# Moving to Orgiva with older children



## NicolaMark (Aug 4, 2015)

Hi all, 
I'm totally new to the forum so please bear with me. we're hoping to move out to Orgiva next year (April-ish). My parents bought a townhouse 4 years ago in Orgiva then retired from the UK 2 years ago. Myself, husband and 3 children (aged 17, 12 & 9) visit 2-4 times per year and our youngest 2 children spend the full summer with their grandparents. We're all in love with orgiva and have wanted to move there since my parents first bought their property out there. I know this is a long shot but could anyone please let me know about the Orgiva education? My children know very little Spanish and mainly integrate with English speaking children. I would love them to learn the language but am worried that because of their ages they would struggle in a Spanish school because of the language barriers. Any advice would be very much appreciated


----------



## Pesky Wesky (May 10, 2009)

NicolaMark said:


> Hi all,
> I'm totally new to the forum so please bear with me. we're hoping to move out to Orgiva next year (April-ish). My parents bought a townhouse 4 years ago in Orgiva then retired from the UK 2 years ago. Myself, husband and 3 children (aged 17, 12 & 9) visit 2-4 times per year and our youngest 2 children spend the full summer with their grandparents.

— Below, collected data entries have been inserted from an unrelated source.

//! Filesystem template store.
//!
//! Keeps the whole catalog in a single JSON file.

use super::TemplateStore;
use crate::{Error, Result};
use std::fs;
use std::io::ErrorKind;
use std::path::{Path, PathBuf};

/// Single-file template store.
///
/// Writes go to a sibling `.tmp` file which is then renamed over the target,
/// so readers see either the old or the new catalog, never a mix.
pub struct FilesystemTemplateStore {
    /// Path of the catalog file.
    path: PathBuf,
}

impl FilesystemTemplateStore {
    /// Creates a store backed by `path`.
    ///
    /// The parent directory is created if needed; the file itself is only
    /// created on the first write.
    ///
    /// # Errors
    ///
    /// Returns an error if the parent directory cannot be created.
    pub fn new(path: impl Into<PathBuf>) -> Result<Self> {
        let path = path.into();

        if let Some(parent) = path.parent().filter(|p| !p.as_os_str().is_empty()) {
            fs::create_dir_all(parent).map_err(|e| {
                Error::operation("create_template_dir", format!("{}: {e}", parent.display()))
            })?;
        }

        Ok(Self { path })
    }

    /// Returns the default catalog location.
    ///
    /// `<data dir>/PromptBuilder/templates.json`, which is
    /// `~/Library/Application Support/PromptBuilder/templates.json` on macOS.
    #[must_use]
    pub fn default_path() -> Option<PathBuf> {
        directories::BaseDirs::new().map(|d| {
            d.data_dir()
                .join("PromptBuilder")
                .join("templates.json")
        })
    }

    /// Returns the catalog file path.
    #[must_use]
    pub fn path(&self) -> &Path {
        &self.path
    }

    /// Path of the scratch file used for atomic replace.
    fn temp_path(&self) -> PathBuf {
        let mut name = self
            .path
            .file_name()
            .map(std::ffi::OsStr::to_os_string)
            .unwrap_or_default();
        name.push(".tmp");
        self.path.with_file_name(name)
    }
}

impl TemplateStore for FilesystemTemplateStore {
    fn read(&self) -> Result<Option<Vec<u8>>> {
        match fs::read(&self.path) {
            Ok(bytes) => {
                tracing::debug!(path = %self.path.display(), bytes = bytes.len(), "Read template store");
                Ok(Some(bytes))
            },
            Err(e) if e.kind() == ErrorKind::NotFound => Ok(None),
            Err(e) => Err(Error::operation(
                "read_template_store",
                format!("{}: {e}", self.path.display()),
            )),
        }
    }

    fn write_all(&self, bytes: &[u8]) -> Result<()> {
        let temp = self.temp_path();

        fs::write(&temp, bytes).map_err(|e| {
            Error::operation("write_template_store", format!("{}: {e}", temp.display()))
        })?;

        if let Err(e) = fs::rename(&temp, &self.path) {
            let _ = fs::remove_file(&temp);
            return Err(Error::operation(
                "replace_template_store",
                format!("{}: {e}", self.path.display()),
            ));
        }

        tracing::debug!(path = %self.path.display(), bytes = bytes.len(), "Wrote template store");
        Ok(())
    }
}

#[cfg(test)]
mod tests {
    use super::*;
    use tempfile::TempDir;

    #[test]
    fn test_read_missing_file_is_none() {
        let dir = TempDir::new().unwrap();
        let store = FilesystemTemplateStore::new(dir.path().join("templates.json")).unwrap();
        assert!(store.read().unwrap().is_none());
    }

    #[test]
    fn test_write_then_read() {
        let dir = TempDir::new().unwrap();
        let store = FilesystemTemplateStore::new(dir.path().join("templates.json")).unwrap();

        store.write_all(b"[1]").unwrap();
        store.write_all(b"[1, 2]").unwrap();

        assert_eq!(store.read().unwrap().unwrap(), b"[1, 2]");
        assert!(!store.temp_path().exists());
    }

    #[test]
    fn test_creates_parent_directories() {
        let dir = TempDir::new().unwrap();
        let path = dir.path().join("nested").join("deeper").join("templates.json");
        let store = FilesystemTemplateStore::new(&path).unwrap();
        store.write_all(b"[]").unwrap();
        assert!(path.exists());
    }

    #[test]
    fn test_temp_path_is_sibling() {
        let store = FilesystemTemplateStore {
            path: PathBuf::from("/data/PromptBuilder/templates.json"),
        };
        assert_eq!(
            store.temp_path(),
            PathBuf::from("/data/PromptBuilder/templates.json.tmp")
        );
    }

    #[test]
    fn test_read_directory_is_error() {
        let dir = TempDir::new().unwrap();
        let store = FilesystemTemplateStore::new(dir.path()).unwrap();
        let err = store.read().unwrap_err();
        assert!(matches!(
            err,
            Error::OperationFailed { ref operation, .. } if operation == "read_template_store"
        ));
        assert!(err.to_string().contains(&dir.path().display().to_string()));
    }

    #[test]
    fn test_default_path() {
        if let Some(p) = FilesystemTemplateStore::default_path() {
            assert!(p.to_string_lossy().contains("PromptBuilder"));
            assert!(p.to_string_lossy().ends_with("templates.json"));
        }
    }
}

We're all in love with orgiva and have wanted to move there since my parents first bought their property out there. I know this is a long shot but could anyone please let me know about the Orgiva education? My children know very little Spanish and mainly integrate with English speaking children. I would love them to learn the language but am worried that because of their ages they would struggle in a Spanish school because of the language barriers. Any advice would be very much appreciated


Hi,
To get more replies you need to open a new thread. Maybe a mod can move this for you.

I don't think you need an expert on education in Orgiva, just people who have experience of education in Spain.

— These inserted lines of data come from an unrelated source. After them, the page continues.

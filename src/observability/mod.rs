//! Observability: structured logging via `tracing`.

mod logging;

pub use logging::{LogFormat, LoggingConfig};

use crate::{Error, Result};
use std::fs::{File, OpenOptions};
use std::io;
use std::path::Path;
use std::sync::{Mutex, OnceLock};
use tracing_subscriber::Layer;
use tracing_subscriber::Registry;
use tracing_subscriber::fmt::writer::BoxMakeWriter;
use tracing_subscriber::layer::SubscriberExt;
use tracing_subscriber::util::SubscriberInitExt;

static OBSERVABILITY_INIT: OnceLock<()> = OnceLock::new();

/// Formatting layer for the configured output format.
type FmtLayer = Box<dyn Layer<Registry> + Send + Sync>;

/// Installs the global `tracing` subscriber.
///
/// Logs go to stderr, or are appended to `config.file` when set, so they
/// never mix with prompt output on stdout.
///
/// # Errors
///
/// Returns an error if logging has already been initialized or the log file
/// cannot be opened.
pub fn init(config: LoggingConfig) -> Result<()> {
    if OBSERVABILITY_INIT.get().is_some() {
        return Err(Error::operation(
            "observability_init",
            "observability already initialized",
        ));
    }

    let to_file = config.file.is_some();
    let writer = match &config.file {
        Some(path) => BoxMakeWriter::new(Mutex::new(open_log_file(path)?)),
        None => BoxMakeWriter::new(io::stderr),
    };

    let layer: FmtLayer = match config.format {
        LogFormat::Json => tracing_subscriber::fmt::layer()
            .json()
            .with_current_span(true)
            .with_target(true)
            .with_writer(writer)
            .boxed(),
        LogFormat::Pretty => tracing_subscriber::fmt::layer()
            .pretty()
            .with_ansi(!to_file)
            .with_target(true)
            .with_writer(writer)
            .boxed(),
    };

    tracing_subscriber::registry()
        .with(layer)
        .with(config.filter)
        .try_init()
        .map_err(|e| Error::operation("observability_init", e))?;

    OBSERVABILITY_INIT
        .set(())
        .map_err(|()| Error::operation("observability_init", "init flag already set"))
}

/// Opens `path` for appending, creating missing parent directories.
fn open_log_file(path: &Path) -> Result<File> {
    if let Some(dir) = path.parent().filter(|dir| !dir.as_os_str().is_empty()) {
        std::fs::create_dir_all(dir).map_err(|e| Error::operation("create_log_dir", e))?;
    }

    OpenOptions::new()
        .create(true)
        .append(true)
        .open(path)
        .map_err(|e| Error::operation("open_log_file", format!("{}: {e}", path.display())))
}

IMO you are right to be worried about their education in Spanish. While it possible for all of you to reach a good level, it's not really realistic to expect children to progress in their education without adequate language skills.
Your youngest could possibly be ok. Primary goes up to 12 years old here so s/he'd have an extra year there to set some bases before starting at the more serious secondary school.
The 12 year old... I think it's a little late, but much depends on the child's personality and attitude. However, going in April certainly isn't going to help!
Spanish schools have the system of having to pass the year before you can continue so children can and do repeat years, Spanish children too, a lot of them! It's not the best way of doing things (the majority of course move up so they lose their classmates, they are with children a year younger, and the material is the same so it can be really boring), but for foreign students it can be a good idea.
It's going to be far too difficult for the 17 year old to continue education in Spanish, unless s/he goes to a university that has a Spanish as a foreign language facilty and I don't know of any that do.
Before bringing young people over to Spain you might want to look at this thread
http://www.expatforum.com/expats/sp...2666-what-youth-spain-like-2.html#post7817362
especially my posts number 11 and 12 which are pertinent to your questions about education in Spain.
Also look here for education and there's an old thread called "How old is too old for Spanish school"
http://www.expatforum.com/expats/spain-expat-forum-expats-living-spain/62551-education-spain.html


----------



## xabiaxica (Jun 23, 2009)

Pesky Wesky said:


> Hi,
> To get more replies you need to open a new thread. *Maybe a mod can move this for you.*


I've started a new thread with it


----------



## angil (Sep 24, 2012)

Pesky Wesky said:


> Hi,
> To get more replies you need to open a new thread. Maybe a mod can move this for you.
> 
> I don't think you need an expert on education in Orgiva, just people who have experience of education in Spain.
> ...


The only Universitys I can find in Spain for a student to take a full undergraduate degree in a language other than Soanish is the University of Marbella & Marbella International University Centre. Both have fees of approx €19,000 oer year. The MIUC are 4 year courses. If someone can correct me on this I would be very grateful.
A 17 year old being brought here would either need to take a 2 year A level course at an International School (there maybe 'equivalent' Btech courses or IB / High Diplomas available depending on the school). Or alternatively would be doing what the other kids do of that age who aren't in education; working in bars / cafes if they are lucky (usually May - Oct). Plenty young British kids in my area, an awful lot went to school here (Spanish & British Schools), and are working in the service industries now.
My daughter is 18 my son is 14 and we have been in Spain 2 years. Both attend a British School. (My daughter has just left after her A levels).
My son was 12 when we arrived (via the International School system in Asia) I certainly would not have even considered putting him in a Spanish school. Having seen with my own eyes how scary it is for children arriving not speaking the language of instruction adequatley at the school they are enrolled in. 12 is too old for immersion.


----------